Compute the velocity of the upper ball after the collision.
(d) What is the maximum height the upper ball reaches after the collision?

3. The attempt at a solution

For this question for part a where two balls are falling and you work out the velocity, because its on top to i count it as one system? or do i calculate the velocities individually?
Just need to clarify this so i can do it correctly :)

2. May 18, 2012

### Samyuerux

Just realised they will both have same velocity.. lol
and velocity will be about 2.8 m/s i believe

3. May 18, 2012

### Samyuerux

Ok so far i have velocity of balls before hitting the ground using d = 1/2at^2 + Vit
this works out as 2= 5t^2
therefor t = 0.28 seconds
And then using V = a.t i get V at 2.8 seconds (g = 10m/s^2) for this example

Then for velocity after collision i find the Ep (potential energy) = m.g.h = 200
And then use that for Ek = 1/2mv^2
which means 200 = 1/2 10. V^2
so V^2 = 200/5
V = Sqaure root of 40
= 6.325 m/s
Is that correct so far?

4. May 18, 2012

### rcgldr

This problem is more complicated in the real world.
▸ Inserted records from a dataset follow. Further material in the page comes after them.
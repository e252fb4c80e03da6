use std::fs::{self, OpenOptions};
use std::io::{self, BufRead, Write};
use std::path::{Path, PathBuf};
use std::process::ExitCode;

use anyhow::{bail, Context, Result};
use clap::{Args, Parser, Subcommand, ValueEnum};
use log::{debug, error, info, warn};

use cart_loader::loader::block::{FileMedium, BLOCK_SIZE};
use cart_loader::loader::checksum::{self, Bound, SweepConfig};
use cart_loader::loader::config::LoaderConfig;
use cart_loader::loader::error::LoaderError;
use cart_loader::loader::layout::SlotLayout;
use cart_loader::loader::{CardTiming, Loader};

#[derive(Parser, Debug)]
#[command(about = "Provision, load and verify cartridge images on raw block media")]
struct Cli {
    #[command(subcommand)]
    cmd: Command,
}

#[derive(Subcommand, Debug)]
enum Command {
    /// Write images into consecutive game slots of a raw medium (destroys its contents)
    Provision {
        /// Disk image or raw device node
        medium: PathBuf,
        /// Image files; the n-th file goes to slot n
        #[arg(required = true)]
        images: Vec<PathBuf>,
        /// Skip the interactive confirmation
        #[arg(long)]
        yes: bool,
        #[arg(long, default_value_t = 100)]
        blocks_per_slot: u32,
        #[arg(long, default_value_t = BLOCK_SIZE, value_parser = parse_block_size)]
        block_size: usize,
    },

    /// Simulate the cartridge loader over a medium and checksum the result
    Load {
        medium: PathBuf,
        #[arg(long, default_value_t = 0)]
        slot: u32,
        /// Overrides the block derived from --slot
        #[arg(long)]
        start_block: Option<u32>,
        #[arg(long, default_value_t = 100)]
        blocks_per_slot: u32,
        /// Bytes per medium block; also sets the slot stride
        #[arg(long, default_value_t = BLOCK_SIZE, value_parser = parse_block_size)]
        block_size: usize,
        #[arg(long, default_value_t = 128)]
        header_skip: u32,
        #[arg(long, default_value_t = 97)]
        sectors: u32,
        #[arg(long, default_value_t = 6)]
        idle_status: u8,
        /// Ticks without progress before giving up; 0 waits forever
        #[arg(long, default_value_t = 1_000_000)]
        stall_timeout: u64,
        #[command(flatten)]
        card: CardArgs,
        #[command(flatten)]
        sweep: SweepArgs,
        /// Expected checksum (hex or decimal)
        #[arg(long, value_parser = parse_u32)]
        expect: Option<u32>,
    },

    /// Checksum an image file the way the host and the hardware do
    Checksum {
        image: PathBuf,
        /// Leading bytes to drop before summing (A78 header)
        #[arg(long, default_value_t = 0)]
        skip_header: usize,
        #[command(flatten)]
        sweep: SweepArgs,
        #[arg(long, value_parser = parse_u32)]
        expect: Option<u32>,
    },
}

#[derive(Args, Debug)]
struct CardArgs {
    #[arg(long, default_value_t = 8)]
    init_ticks: u32,
    #[arg(long, default_value_t = 2)]
    start_latency: u32,
    #[arg(long, default_value_t = 1)]
    strobe_ticks: u32,
    #[arg(long, default_value_t = 1)]
    gap_ticks: u32,
}

#[derive(Copy, Clone, Debug, PartialEq, Eq, ValueEnum)]
enum Mode {
    Full,
    Partial,
}

#[derive(Copy, Clone, Debug, PartialEq, Eq, ValueEnum)]
enum Preset {
    Burst32,
    Linear16,
}

#[derive(Copy, Clone, Debug, PartialEq, Eq, ValueEnum)]
enum BoundArg {
    Inclusive,
    Exclusive,
}

#[derive(Args, Debug)]
struct SweepArgs {
    /// Which checksum decides --expect
    #[arg(long, value_enum, default_value_t = Mode::Full)]
    mode: Mode,
    /// Base sweep variant; the flags below override single fields
    #[arg(long, value_enum, default_value_t = Preset::Burst32)]
    preset: Preset,
    #[arg(long, value_parser = parse_u32)]
    cursor_start: Option<u32>,
    #[arg(long, value_parser = parse_u32)]
    cursor_origin: Option<u32>,
    #[arg(long)]
    cursor_unit: Option<u32>,
    #[arg(long)]
    period_step: Option<u32>,
    /// Words summed per period
    #[arg(long)]
    samples: Option<u32>,
    /// Bytes per summed word
    #[arg(long)]
    word_bytes: Option<u32>,
    #[arg(long, value_parser = parse_u32)]
    upper_bound: Option<u32>,
    #[arg(long, value_enum)]
    bound: Option<BoundArg>,
}

impl SweepArgs {
    fn config(&self) -> SweepConfig {
        let base = match self.preset {
            Preset::Burst32 => SweepConfig::burst32(),
            Preset::Linear16 => SweepConfig::linear16(),
        };
        SweepConfig {
            cursor_start: self.cursor_start.unwrap_or(base.cursor_start),
            cursor_origin: self.cursor_origin.unwrap_or(base.cursor_origin),
            cursor_unit_bytes: self.cursor_unit.unwrap_or(base.cursor_unit_bytes),
            period_step: self.period_step.unwrap_or(base.period_step),
            samples_per_period: self.samples.unwrap_or(base.samples_per_period),
            word_bytes: self.word_bytes.unwrap_or(base.word_bytes),
            sweep_upper_bound: self.upper_bound.unwrap_or(base.sweep_upper_bound),
            upper_bound_comparison: match self.bound {
                Some(BoundArg::Inclusive) => Bound::Inclusive,
                Some(BoundArg::Exclusive) => Bound::Exclusive,
                None => base.upper_bound_comparison,
            },
        }
    }
}

fn parse_u32(s: &str) -> Result<u32, String> {
    let r = match s.strip_prefix("0x").or_else(|| s.strip_prefix("0X")) {
        Some(hex) => u32::from_str_radix(&hex.replace('_', ""), 16),
        None => s.replace('_', "").parse(),
    };
    r.map_err(|e| format!("{s}: {e}"))
}

fn parse_block_size(s: &str) -> Result<usize, String> {
    match parse_u32(s)? {
        0 => Err("block size must be non-zero".into()),
        n => Ok(n as usize),
    }
}

fn main() -> Result<ExitCode> {
    env_logger::init();
    let cli = Cli::parse();

    match cli.cmd {
        Command::Provision { medium, images, yes, blocks_per_slot, block_size } => {
            let layout = SlotLayout { block_size, blocks_per_slot, ..Default::default() };
            provision(&medium, &images, yes, &layout)
        }

        Command::Load {
            medium,
            slot,
            start_block,
            blocks_per_slot,
            block_size,
            header_skip,
            sectors,
            idle_status,
            stall_timeout,
            card,
            sweep,
            expect,
        } => {
            let layout = SlotLayout { block_size, blocks_per_slot, ..Default::default() };
            let start_block = match start_block {
                Some(b) => b,
                None => layout.start_block(slot)?,
            };
            let cfg = LoaderConfig {
                block_size,
                header_skip_bytes: header_skip,
                total_sectors: sectors,
                device_ready_idle_value: idle_status,
                start_block,
                stall_timeout_ticks: (stall_timeout > 0).then_some(stall_timeout),
            };
            let timing = CardTiming {
                init_ticks: Some(card.init_ticks),
                start_latency: card.start_latency,
                strobe_ticks: card.strobe_ticks,
                gap_ticks: card.gap_ticks,
                abort_after: None,
            };
            load(&medium, cfg, timing, &sweep, expect)
        }

        Command::Checksum { image, skip_header, sweep, expect } => {
            let data = fs::read(&image).with_context(|| format!("reading {}", image.display()))?;
            if skip_header > data.len() {
                bail!("header skip {skip_header} is larger than the {} byte image", data.len());
            }
            let payload = &data[skip_header..];
            println!("File:        {}", image.display());
            println!("Total bytes: {}", data.len());
            report(payload, &sweep, expect)
        }
    }
}

fn provision(medium: &Path, images: &[PathBuf], yes: bool, layout: &SlotLayout) -> Result<ExitCode> {
    let name = medium.to_string_lossy();
    if ["/dev/disk0", "/dev/disk1"].iter().any(|d| name.contains(d)) {
        bail!("refusing to write to {name} (likely the system drive)");
    }
    if !medium.exists() {
        bail!("medium {name} not found");
    }

    println!("Writing {} image(s) to {name}; existing contents will be destroyed.", images.len());
    for (i, img) in images.iter().enumerate() {
        println!("  slot {i}: {} (block {})", img.display(), layout.start_block(i as u32)?);
    }
    if !yes && !confirm()? {
        println!("Aborted.");
        return Ok(ExitCode::SUCCESS);
    }

    let mut dev = OpenOptions::new()
        .read(true)
        .write(true)
        .open(medium)
        .with_context(|| format!("opening {name}"))?;

    let mut ok = 0;
    for (slot, img) in images.iter().enumerate() {
        let data = match fs::read(img) {
            Ok(d) => d,
            Err(e) => {
                error!("{}: {e}", img.display());
                continue;
            }
        };
        match layout.provision(&mut dev, slot as u32, &data) {
            Ok(blocks) => {
                let sum = checksum::full_sum(&data);
                println!("  slot {slot}: {} bytes, {blocks} blocks, sum {sum:08X}", data.len());
                ok += 1;
            }
            Err(e @ LoaderError::OversizeImage { .. }) => {
                error!("{}: {e} (max {} bytes)", img.display(), layout.max_image_bytes());
            }
            Err(e) => return Err(e).with_context(|| format!("writing slot {slot}")),
        }
    }
    dev.sync_all()?;

    println!("{ok}/{} images written.", images.len());
    Ok(if ok == images.len() { ExitCode::SUCCESS } else { ExitCode::FAILURE })
}

fn confirm() -> Result<bool> {
    print!("Type 'YES' to continue: ");
    io::stdout().flush()?;
    let mut line = String::new();
    io::stdin().lock().read_line(&mut line)?;
    Ok(line.trim() == "YES")
}

fn load(
    medium: &Path,
    cfg: LoaderConfig,
    timing: CardTiming,
    sweep: &SweepArgs,
    expect: Option<u32>,
) -> Result<ExitCode> {
    let source = FileMedium::open(medium, cfg.block_size)
        .with_context(|| format!("opening {}", medium.display()))?;
    let (mem, rep) = Loader::new(source, cfg, timing)?
        .run()
        .context("load did not complete")?;

    info!("loaded in {} ticks", rep.ticks);
    if rep.anomalies > 0 {
        warn!("{} state anomalies recovered during load", rep.anomalies);
    }
    debug!("first word {:08X}", mem.read_word(0));

    println!("Bytes written: {}", rep.bytes_written);
    println!("Header skipped: {}", rep.header_skipped);
    let loaded = mem.read_bytes(0, rep.bytes_written as usize);
    report(&loaded, sweep, expect)
}

fn report(payload: &[u8], sweep: &SweepArgs, expect: Option<u32>) -> Result<ExitCode> {
    let cfg = sweep.config();
    let full = checksum::full_sum(payload);
    let partial = checksum::partial_sum(payload, &cfg)?;

    println!("Full sum:    {full:08X}");
    println!("Partial sum: {partial:08X} ({} periods, {:?})", cfg.periods(), sweep.preset);

    let Some(expected) = expect else {
        return Ok(ExitCode::SUCCESS);
    };
    let actual = match sweep.mode {
        Mode::Full => full,
        Mode::Partial => partial,
    };
    match checksum::verify(actual, expected) {
        Ok(_) => {
            println!("Checksum OK");
            Ok(ExitCode::SUCCESS)
        }
        Err(e) => {
            error!("{e}");
            println!("Checksum MISMATCH");
            Ok(ExitCode::FAILURE)
        }
    }
}

#[cfg(test)]
mod tests {
    use super::*;

    #[test]
    fn parses_hex_and_decimal() {
        assert_eq!(parse_u32("0x00BFF0"), Ok(0xBFF0));
        assert_eq!(parse_u32("0X00C0_BE80"), Ok(0x00C0_BE80));
        assert_eq!(parse_u32("49536"), Ok(49536));
        assert!(parse_u32("0xZZ").is_err());
    }

    #[test]
    fn sweep_flags_override_preset() {
        let cli = Cli::parse_from([
            "cart_loader", "checksum", "x.bin", "--preset", "burst32", "--bound", "exclusive", "--samples", "4",
        ]);
        let Command::Checksum { sweep, .. } = cli.cmd else {
            panic!("wrong subcommand");
        };
        let cfg = sweep.config();
        assert_eq!(cfg.upper_bound_comparison, Bound::Exclusive);
        assert_eq!(cfg.samples_per_period, 4);
        assert_eq!(cfg.period_step, 16);
        assert_eq!(cfg.cursor_unit_bytes, 2);
    }

    #[test]
    fn block_and_word_size_reach_the_configs() {
        let cli = Cli::parse_from([
            "cart_loader", "load", "sd.img", "--block-size", "1024", "--word-bytes", "2", "--slot", "3",
        ]);
        let Command::Load { block_size, blocks_per_slot, slot, sweep, .. } = cli.cmd else {
            panic!("wrong subcommand");
        };
        assert_eq!(block_size, 1024);
        assert_eq!(sweep.config().word_bytes, 2);
        assert_eq!(sweep.config().samples_per_period, 3);

        let layout = SlotLayout { block_size, blocks_per_slot, ..Default::default() };
        assert_eq!(layout.byte_offset(slot).unwrap(), 301 * 1024);

        assert!(Cli::try_parse_from(["cart_loader", "load", "sd.img", "--block-size", "0"]).is_err());
        let cli = Cli::parse_from(["cart_loader", "provision", "sd.img", "a.a78", "--block-size", "0x800"]);
        let Command::Provision { block_size, .. } = cli.cmd else {
            panic!("wrong subcommand");
        };
        assert_eq!(block_size, 2048);
    }

    #[test]
    fn cli_is_well_formed() {
        use clap::CommandFactory;
        Cli::command().debug_assert();
    }
}
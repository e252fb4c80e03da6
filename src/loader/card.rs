// simulated SD controller, signal-level
use log::{debug, trace};

use super::block::BlockSource;
use super::error::{LoaderError, Result};

/// Status code the controller reports once initialised and idle.
pub const STATUS_IDLE: u8 = 6;
const STATUS_INIT: u8 = 1;
const STATUS_READ: u8 = 9;

/// What the loader samples from the device at the start of each tick.
#[derive(Debug, Default, Copy, Clone, PartialEq, Eq)]
pub struct CardSignals {
    pub ready: bool,
    pub status: u8,
    pub byte_available: bool,
    pub data: u8,
}

/// Lines the loader drives into the device.
#[derive(Debug, Default, Copy, Clone, PartialEq, Eq)]
pub struct HostRequest {
    pub rd: bool,
    pub address: u32,
}

#[derive(Debug, Clone, PartialEq, Eq)]
pub struct CardTiming {
    /// Ticks until the card reports idle. `None` never finishes initialising.
    pub init_ticks: Option<u32>,
    /// Busy ticks between accepting a read and the first byte.
    pub start_latency: u32,
    /// Ticks `byte_available` stays high per byte.
    pub strobe_ticks: u32,
    /// Low ticks after each strobe.
    pub gap_ticks: u32,
    /// Stream only this many bytes of every block, then report ready.
    pub abort_after: Option<usize>,
}

impl Default for CardTiming {
    fn default() -> Self {
        Self {
            init_ticks: Some(8),
            start_latency: 2,
            strobe_ticks: 1,
            gap_ticks: 1,
            abort_after: None,
        }
    }
}

impl CardTiming {
    pub fn validate(&self) -> Result<()> {
        if self.strobe_ticks == 0 || self.gap_ticks == 0 {
            return Err(LoaderError::InvalidConfig(
                "strobe_ticks and gap_ticks must be at least 1".into(),
            ));
        }
        Ok(())
    }
}

enum Phase {
    Init { remaining: Option<u32> },
    Idle,
    Starting { block: Vec<u8>, remaining: u32 },
    Streaming { block: Vec<u8>, pos: usize, high: u32, low: u32 },
    Fault,
}

pub struct SimCard<B: BlockSource> {
    source: B,
    timing: CardTiming,
    phase: Phase,
    out: CardSignals,
    // a rising edge of rd latches the address until the card is free
    rd_prev: bool,
    pending: Option<u32>,
    fault: Option<LoaderError>,
}

impl<B: BlockSource> SimCard<B> {
    pub fn new(source: B, timing: CardTiming) -> Result<Self> {
        timing.validate()?;
        Ok(Self {
            source,
            phase: Phase::Init { remaining: timing.init_ticks },
            timing,
            out: CardSignals { status: STATUS_INIT, ..Default::default() },
            rd_prev: false,
            pending: None,
            fault: None,
        })
    }

    pub fn signals(&self) -> CardSignals {
        self.out
    }

    pub fn block_count(&self) -> u64 {
        self.source.block_count()
    }

    /// Structural failure (e.g. a read past the medium); the card stays dead afterwards.
    pub fn take_fault(&mut self) -> Option<LoaderError> {
        self.fault.take()
    }

    pub fn tick(&mut self, req: HostRequest) {
        if req.rd && !self.rd_prev {
            self.pending = Some(req.address);
        }
        self.rd_prev = req.rd;

        let phase = std::mem::replace(&mut self.phase, Phase::Fault);
        self.phase = match phase {
            Phase::Init { remaining: None } => Phase::Init { remaining: None },
            Phase::Init { remaining: Some(0) } => self.go_idle(),
            Phase::Init { remaining: Some(n) } => Phase::Init { remaining: Some(n - 1) },

            Phase::Idle => match self.pending.take() {
                Some(address) => self.accept(address),
                None => Phase::Idle,
            },

            Phase::Starting { block, remaining: 0 } => self.present(block, 0),
            Phase::Starting { block, remaining } => Phase::Starting {
                block,
                remaining: remaining - 1,
            },

            Phase::Streaming { block, pos, high, low } => {
                if high > 1 {
                    Phase::Streaming { block, pos, high: high - 1, low }
                } else if high == 1 {
                    self.out.byte_available = false;
                    Phase::Streaming { block, pos, high: 0, low }
                } else if low > 1 {
                    Phase::Streaming { block, pos, high, low: low - 1 }
                } else {
                    self.present(block, pos + 1)
                }
            }

            Phase::Fault => Phase::Fault,
        };
    }

    fn go_idle(&mut self) -> Phase {
        self.out.ready = true;
        self.out.status = STATUS_IDLE;
        self.out.byte_available = false;
        // serve a request that was latched while busy
        match self.pending.take() {
            Some(address) => self.accept(address),
            None => Phase::Idle,
        }
    }

    fn accept(&mut self, address: u32) -> Phase {
        trace!("card: read block {address}");
        match self.source.read_block(address as u64) {
            Ok(mut block) => {
                if let Some(n) = self.timing.abort_after {
                    block.truncate(n);
                }
                self.out.ready = false;
                self.out.status = STATUS_READ;
                Phase::Starting {
                    block,
                    remaining: self.timing.start_latency,
                }
            }
            Err(e) => {
                debug!("card: fault reading block {address}: {e}");
                self.out.ready = false;
                self.fault = Some(e);
                Phase::Fault
            }
        }
    }

    fn present(&mut self, block: Vec<u8>, pos: usize) -> Phase {
        match block.get(pos) {
            Some(&b) => {
                self.out.data = b;
                self.out.byte_available = true;
                Phase::Streaming {
                    block,
                    pos,
                    high: self.timing.strobe_ticks,
                    low: self.timing.gap_ticks,
                }
            }
            None => self.go_idle(),
        }
    }
}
One issue is if the upper ball bounces off the lower ball before, at the same time, or after the lower ball bounces off the ground. You're probably supposed to assume that the upper ball bounces off the lower ball at the same time the lower ball bounces off the ground. The upper ball is going to end up with much more velocity than the lower ball, and may end up bouncing higher than the initial height it was dropped from, since some of the energy is transfered from the lower ball to the upper ball during a bounce.